Snowbirds struggle with the time scale here. We Floridians, for instance, don't generally need to be anywhere soon. The line at the local Publix glaciers along because the cashiers like to chat with the clientele. Before I became a Native, I chafed at the delay. But when my turn came, the cashier, who turned out to be a sweet southern belle, chatted with me as well. She didn't seem to care that I was not yet a Native. Our New York snowbirds especially find this adjustment challenging. Folks in New York don't chat.
But I'm not here to talk about history or snowbirds. Florida Natives know at this time of year that - Bucs aside (Go Bucs!) - there is only one subject worthy of serious scrutiny: how's the oyster crop? Crassostrea virginicus. The same Eastern oyster that thrives from Malpeque Bay to Blue Point, Long Island to Chicoteague Island, Virginia, C. virginicus reaches perfection in the waters off Apalachicola on Florida's panhandle.

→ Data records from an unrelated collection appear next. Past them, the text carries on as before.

// SPDX-License-Identifier: BUSL-1.1
// Copyright (c) 2026 Alfred Jean LLC

//! The spawn orchestrator: parent side of the child-agent protocol.
//!
//! `spawn()` parses a task spec, materialises the child's workspace and
//! comms directory, writes its instruction file, launches a supervised
//! session, then polls progress, messages, and the session's terminal
//! tail until the completion phrase appears, the child dies, or the
//! timeout elapses. Every terminal path kills the child's session;
//! workspace artifacts survive per the cleanup policy.

use crate::instruction::{initial_prompt, render_instructions};
use crate::session_spawner::AssistantCommand;
use crate::workspace::SpawnWorkspace;
use herd_adapters::{env, SessionAdapter};
use herd_core::{AgentId, Clock};
use herd_taskspec::{
    contains_completion, AgentProgress, AgentResult, FileChange, ResultParseError, ResultStatus,
    SpawnSpec, SpecError,
};
use parking_lot::Mutex;
use std::collections::HashMap;
use std::path::Path;
use std::sync::Arc;
use std::time::Duration;
use thiserror::Error;

/// Orchestrator limits and polling cadence.
#[derive(Debug, Clone)]
pub struct OrchestratorConfig {
    /// Simultaneously running child agents.
    pub max_concurrent_agents: usize,
    /// How deep spawn chains may nest.
    pub max_spawn_depth: u32,
    pub progress_poll_interval: Duration,
    /// Keep the workspace around when the spawn fails, for post-mortems.
    pub keep_workspace_on_failure: bool,
    /// Command used to launch child sessions.
    pub command: AssistantCommand,
    /// Terminal lines scanned for the completion phrase each poll.
    pub terminal_tail_lines: u32,
}

impl Default for OrchestratorConfig {
    fn default() -> Self {
        Self {
            max_concurrent_agents: 5,
            max_spawn_depth: 3,
            progress_poll_interval: env::spawn_poll_interval(),
            keep_workspace_on_failure: true,
            command: AssistantCommand::default(),
            terminal_tail_lines: 200,
        }
    }
}

/// Terminal failure modes of a spawn.
#[derive(Debug, Error)]
pub enum SpawnFailure {
    #[error(transparent)]
    Spec(#[from] SpecError),
    #[error("spawn depth {depth} exceeds the maximum of {max}")]
    DepthExceeded { depth: u32, max: u32 },
    #[error("already running the maximum of {max} child agents")]
    ConcurrencyExceeded { max: usize },
    #[error("workspace setup failed: {0}")]
    Workspace(String),
    #[error("child launch failed: {0}")]
    Launch(String),
    #[error("child timed out after {minutes} minutes")]
    Timeout { minutes: u64 },
    #[error("child session ended without a completion signal: {0}")]
    ChildExited(String),
    #[error(transparent)]
    ResultParse(#[from] ResultParseError),
    #[error("child reported failure: {}", .0.summary)]
    ChildFailed(Box<AgentResult>),
}

/// Successful spawn outcome.
#[derive(Debug, Clone)]
pub struct SpawnResult {
    pub agent_id: AgentId,
    pub status: ResultStatus,
    pub summary: String,
    pub cost: Option<f64>,
    pub files_changed: Vec<FileChange>,
    /// The result file's narrative body.
    pub output: String,
    /// Last progress snapshot the child published.
    pub progress: AgentProgress,
    pub duration_ms: u64,
}

struct ActiveAgent {
    workspace: SpawnWorkspace,
    session_id: Option<String>,
}

/// Parent-side orchestrator for child agents.
pub struct SpawnOrchestrator<S: SessionAdapter, C: Clock> {
    sessions: S,
    clock: C,
    config: OrchestratorConfig,
    active: Arc<Mutex<HashMap<AgentId, ActiveAgent>>>,
}

impl<S: SessionAdapter, C: Clock> SpawnOrchestrator<S, C> {
    pub fn new(sessions: S, clock: C, config: OrchestratorConfig) -> Self {
        Self {
            sessions,
            clock,
            config,
            active: Arc::new(Mutex::new(HashMap::new())),
        }
    }

    /// Ids of currently running child agents.
    pub fn active_agents(&self) -> Vec<AgentId> {
        self.active.lock().keys().cloned().collect()
    }

    /// Spawn a child agent from a task spec document and supervise it to
    /// completion.
    pub async fn spawn(
        &self,
        spec_text: &str,
        parent_dir: &Path,
    ) -> Result<SpawnResult, SpawnFailure> {
        self.spawn_at_depth(spec_text, parent_dir, 0).await
    }

    /// Spawn at an explicit chain depth (a child spawning its own child
    /// passes its depth + 1).
    pub async fn spawn_at_depth(
        &self,
        spec_text: &str,
        parent_dir: &Path,
        depth: u32,
    ) -> Result<SpawnResult, SpawnFailure> {
        let spec = SpawnSpec::parse(spec_text)?;
        if depth >= self.config.max_spawn_depth {
            return Err(SpawnFailure::DepthExceeded {
                depth,
                max: self.config.max_spawn_depth,
            });
        }

        let workspace = SpawnWorkspace::at(parent_dir, &spec.agent_id);

        // Reserve a concurrency slot; released on every exit below.
        {
            let mut active = self.active.lock();
            if active.len() >= self.config.max_concurrent_agents {
                return Err(SpawnFailure::ConcurrencyExceeded {
                    max: self.config.max_concurrent_agents,
                });
            }
            if active.contains_key(&spec.agent_id) {
                return Err(SpawnFailure::Launch(format!(
                    "agent {} is already running",
                    spec.agent_id
                )));
            }
            active.insert(
                spec.agent_id.clone(),
                ActiveAgent {
                    workspace: workspace.clone(),
                    session_id: None,
                },
            );
        }

        let started_ms = self.clock.epoch_ms();
        let outcome = self.run_child(&spec, &workspace, parent_dir, depth).await;
        let duration_ms = self.clock.epoch_ms().saturating_sub(started_ms);

        // Teardown: session down, slot released, workspace per policy
        let session_id = {
            let mut active = self.active.lock();
            active.remove(&spec.agent_id).and_then(|a| a.session_id)
        };
        if let Some(session_id) = session_id {
            let _ = self.sessions.kill(&session_id).await;
        }
        let keep = outcome.is_err() && self.config.keep_workspace_on_failure;
        if !keep {
            let _ = tokio::fs::remove_dir_all(&workspace.root).await;
        }

        match outcome {
            Ok((result, progress)) => {
                tracing::info!(
                    agent_id = %spec.agent_id,
                    duration_ms,
                    "child agent completed"
                );
                Ok(SpawnResult {
                    agent_id: spec.agent_id,
                    status: result.status,
                    summary: result.summary,
                    cost: result.cost,
                    files_changed: result.files_changed,
                    output: result.body,
                    progress,
                    duration_ms,
                })
            }
            Err(failure) => {
                tracing::warn!(
                    agent_id = %spec.agent_id,
                    error = %failure,
                    workspace_kept = keep,
                    "child agent failed"
                );
                Err(failure)
            }
        }
    }

    /// Append a parent message into a running child's comms directory.
    pub async fn post_message(
        &self,
        agent_id: &AgentId,
        content: &str,
    ) -> Result<(), SpawnFailure> {
        let workspace = {
            let active = self.active.lock();
            active
                .get(agent_id)
                .map(|a| a.workspace.clone())
                .ok_or_else(|| SpawnFailure::Launch(format!("agent {} is not running", agent_id)))?
        };
        workspace
            .post_parent_message(content)
            .await
            .map_err(|e| SpawnFailure::Workspace(e.to_string()))?;
        Ok(())
    }

    /// Soft-cancel: ask the child to wind down through the message
    /// channel. The hard stop is `abort`.
    pub async fn request_cancel(&self, agent_id: &AgentId) -> Result<(), SpawnFailure> {
        self.post_message(
            agent_id,
            "CANCEL: stop working now. Write your result file with \
             `status: failed` and a summary of where you stopped, then \
             print your completion signal.",
        )
        .await
    }

    /// Hard stop: kill the child's session. The poll loop then observes
    /// the dead session and fails the spawn.
    pub async fn abort(&self, agent_id: &AgentId) {
        let session_id = {
            let active = self.active.lock();
            active.get(agent_id).and_then(|a| a.session_id.clone())
        };
        if let Some(session_id) = session_id {
            let _ = self.sessions.kill(&session_id).await;
        }
    }

    async fn run_child(
        &self,
        spec: &SpawnSpec,
        workspace: &SpawnWorkspace,
        parent_dir: &Path,
        depth: u32,
    ) -> Result<(AgentResult, AgentProgress), SpawnFailure> {
        workspace
            .create()
            .await
            .map_err(|e| SpawnFailure::Workspace(e.to_string()))?;

        let context_files = workspace
            .copy_context_files(spec, parent_dir)
            .await
            .map_err(|e| SpawnFailure::Workspace(e.to_string()))?;

        let instructions = render_instructions(spec, workspace, depth, &context_files);
        tokio::fs::write(workspace.instructions_path(), instructions)
            .await
            .map_err(|e| SpawnFailure::Workspace(e.to_string()))?;

        let command = self.config.command.build(None, &initial_prompt(spec, workspace));
        // The adapter owns naming and sanitisation; agent ids pass through
        // as-is.
        let session_name = format!("spawn-{}", spec.agent_id);
        let session_id = self
            .sessions
            .spawn(&session_name, &workspace.root, &command, &[])
            .await
            .map_err(|e| SpawnFailure::Launch(e.to_string()))?;
        if let Some(agent) = self.active.lock().get_mut(&spec.agent_id) {
            agent.session_id = Some(session_id.clone());
        }

        tracing::info!(
            agent_id = %spec.agent_id,
            session_id,
            depth,
            "child agent launched"
        );

        self.supervise(spec, workspace, &session_id).await
    }

    /// Poll loop: progress, messages, promise scan, liveness, timeout.
    async fn supervise(
        &self,
        spec: &SpawnSpec,
        workspace: &SpawnWorkspace,
        session_id: &str,
    ) -> Result<(AgentResult, AgentProgress), SpawnFailure> {
        let started_ms = self.clock.epoch_ms();
        let timeout_ms = spec.timeout_minutes * 60 * 1000;
        let mut progress = AgentProgress::default();
        let mut seen_messages = 0usize;

        loop {
            tokio::time::sleep(self.config.progress_poll_interval).await;

            if let Ok(text) = tokio::fs::read_to_string(workspace.progress_path()).await {
                match AgentProgress::parse(&text) {
                    Ok(p) => progress = p,
                    Err(e) => tracing::warn!(
                        agent_id = %spec.agent_id,
                        error = %e,
                        "ignoring malformed progress file"
                    ),
                }
            }

            let messages = workspace.scan_messages().await;
            for message in messages.iter().skip(seen_messages) {
                tracing::debug!(
                    agent_id = %spec.agent_id,
                    seq = message.seq,
                    author = ?message.author,
                    "new comms message"
                );
            }
            seen_messages = messages.len();

            if let Ok(tail) = self
                .sessions
                .capture_tail(session_id, self.config.terminal_tail_lines)
                .await
            {
                if contains_completion(&tail, &spec.completion_phrase) {
                    let result = self.ingest_result(workspace).await?;
                    return Ok((result, progress));
                }
            }

            let alive = self.sessions.is_alive(session_id).await.unwrap_or(false);
            if !alive {
                // The child may have finished and exited in the same poll
                // window; trust a well-formed result file over the race.
                return match self.ingest_result(workspace).await {
                    Ok(result) => Ok((result, progress)),
                    Err(failure @ SpawnFailure::ChildFailed(_)) => Err(failure),
                    Err(_) => Err(SpawnFailure::ChildExited(
                        "session died before the completion phrase".to_string(),
                    )),
                };
            }

            let elapsed = self.clock.epoch_ms().saturating_sub(started_ms);
            if elapsed >= timeout_ms {
                return Err(SpawnFailure::Timeout {
                    minutes: spec.timeout_minutes,
                });
            }
        }
    }

    async fn ingest_result(
        &self,
        workspace: &SpawnWorkspace,
    ) -> Result<AgentResult, SpawnFailure> {
        let text = tokio::fs::read_to_string(workspace.result_path())
            .await
            .map_err(|_| {
                SpawnFailure::ResultParse(ResultParseError::ParseFailed(
                    herd_taskspec::FrontmatterError::MissingFrontmatter,
                ))
            })?;
        let result = AgentResult::parse(&text)?;
        if result.status == ResultStatus::Failed {
            return Err(SpawnFailure::ChildFailed(Box::new(result)));
        }
        Ok(result)
    }
}

#[cfg(test)]
#[path = "orchestrator_tests.rs"]
mod tests;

Apalachicola is back in business. I popped into Crabby Bill's last week, and the oysters were merely very good. Earlier tonight, they were better still: fat and sweet, swimming in icy oyster liquor and happy-looking, verging on outstanding. I was pretty happy-looking myself after two dozen of the little darlings. On the half-shell. Nekkid. (Not me - the oysters.)
But - but - but - THE OIL SPILL!! Yeah, I know. There's oil out there somewhere. Well, there weren't no oil in my dinner tonight. The news shouters have failed to mention that virtually the entire Florida coastline completely escaped the oil spill. Including - thank you, God - Apalachicola Bay.
C. virginicus will only get fatter and sweeter as the season proceeds. Life on the Gulf is good. Did I mention that a dozen on the half-shell at Bill's cost me the princely sum of $6.99, complete with freshly grated horseradish, which I snubbed. After all, we Natives do it nekkid.